I was an unranked 12-year-old tennis player in 1982. In the first round of the Texas A&M Open, my opponent was #1 seed Thomas Cook of Galveston, TX. Cook, one of the best players in Texas, competed that year in the Boys 12-and-Under National Championships in Indianapolis, IN. Cook was also a former player of my Bryan/College Station coach Tommy Connell, who had recently moved from Galveston.

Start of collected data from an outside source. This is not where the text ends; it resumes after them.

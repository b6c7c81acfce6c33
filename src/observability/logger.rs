//! Structured JSON logger
//!
//! - One log line = one event
//! - Synchronous, no buffering
//! - Deterministic key ordering (alphabetical)
//! - `event`, `severity` and `ts` fields are always present

use std::fmt;
use std::io::{self, Write};

use chrono::Utc;
use serde_json::{Map, Value};

/// Log severity levels
#[derive(Debug, Clone, Copy, PartialEq, Eq, PartialOrd, Ord)]
pub enum Severity {
    /// Debug-level detail
    Trace = 0,
    /// Normal operations
    Info = 1,
    /// Recoverable issues
    Warn = 2,
    /// Operation failures
    Error = 3,
    /// Unrecoverable, instance must be discarded
    Fatal = 4,
}

impl Severity {
    /// Returns the string representation
    pub fn as_str(&self) -> &'static str {
        match self {
            Severity::Trace => "TRACE",
            Severity::Info => "INFO",
            Severity::Warn => "WARN",
            Severity::Error => "ERROR",
            Severity::Fatal => "FATAL",
        }
    }
}

impl fmt::Display for Severity {
    fn fmt(&self, f: &mut fmt::Formatter<'_>) -> fmt::Result {
        write!(f, "{}", self.as_str())
    }
}

/// Structured logger writing one JSON object per line
pub struct Logger;

impl Logger {
    /// Log an event to stdout
    pub fn log(severity: Severity, event: &str, fields: &[(&str, &str)]) {
        Self::log_to_writer(severity, event, fields, &mut io::stdout());
    }

    /// Log an event to stderr (errors and fatal conditions)
    pub fn log_stderr(severity: Severity, event: &str, fields: &[(&str, &str)]) {
        Self::log_to_writer(severity, event, fields, &mut io::stderr());
    }

    fn log_to_writer<W: Write>(
        severity: Severity,
        event: &str,
        fields: &[(&str, &str)],
        writer: &mut W,
    ) {
        let line = Self::render(severity, event, fields);
        // A logging failure must never take down the operation being logged
        let _ = writeln!(writer, "{}", line);
        let _ = writer.flush();
    }

    /// Renders the JSON line for an event.
    ///
    /// `serde_json::Map` is backed by a `BTreeMap`, so keys serialize in
    /// alphabetical order.
    fn render(severity: Severity, event: &str, fields: &[(&str, &str)]) -> String {
        let mut object = Map::new();
        object.insert("event".to_string(), Value::String(event.to_string()));
        object.insert(
            "severity".to_string(),
            Value::String(severity.as_str().to_string()),
        );
        object.insert("ts".to_string(), Value::String(Utc::now().to_rfc3339()));
        for (key, value) in fields {
            object.insert((*key).to_string(), Value::String((*value).to_string()));
        }
        Value::Object(object).to_string()
    }
}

Tennis players will grade themselves against great players in unique ways. How many games can you win? Can you extend a set into a tiebreaker? And might you even do the unthinkable: split sets, sending the match into a deciding third set? When I hit the court against Cook, winning a set was my goal. And I pulled it off! Because I wrote down everything, I know the score of the Cook match back in 1982: 6-1, 5-7, 6-2.
After the match, I found Mom (Linda) and Dad and told them of my accomplishment with pride. Mom’s response was exactly the kick in the butt I needed to hear. “Tommy Connell came by and said you would probably lose because you were too excited to win that second set.” It was 100% accurate. And it also changed my perspective forever. A loss is a loss, and Tommy Connell thought I could actually WIN.
The best tennis players in the world are the ones who turn their minds off. Am I winning the match? Am I losing? Is my opponent a beginner? Or is he Bjorn Borg? All these questions are irrelevant, even problematic. You play against yourself and your mistakes, and you overcome and win no matter the situation or opponent. It’s hard to pull off mentally. But the great ones do exactly that.
Conquering the mental aspects of tennis eventually led me to a Top 100 ranking in Texas. I know I played Cook many times again after 1982 in tournaments exclusively for ranked players. And I know I never beat him, as Cook was consistently ranked in the Top 10 in Texas. But I do know this. After that loss in 1982, I approached every match as one I could and should absolutely win. It’s an attitude that Coach Tommy Connell, a former player at Texas A&M, demanded.
Thomas Cook enjoyed a fine career after high school. He played for Texas Tech, eventually reaching the #1 spot for the Red Raiders. In 1993, Cook advanced all the way to the Southwest Conference Finals at line #1. His title run came up short in the last match however, as he fell to Texas A&M’s Mark Weaver. Weaver today is the Coach of your 2024 National Champion Texas A&M Women’s team. Weaver also a FB friend of fellow Aggie Tommy Connell.
And where is Thomas Cook? You know that a Marc story will always tie up lose ends and finish where it started. For the past 20 years, Thomas Cook has been at the place where Billie Jean King, The Original 9, and Paul Pearce put women’s professional tennis on the map in the era of the King-Riggs “Battle of the Sexes.” Thomas Cook, from whom I won a set but quickly learned to want more, is the Head Tennis Pro at the Houston Racquet Club.
H/T to Galveston Roos Jim Kelso & Reid A. Nelson (online friends with Cook) and Valerie Vance Lochner (Houston Racquet Club tennis regular and sister of my buddy Roo David Vance).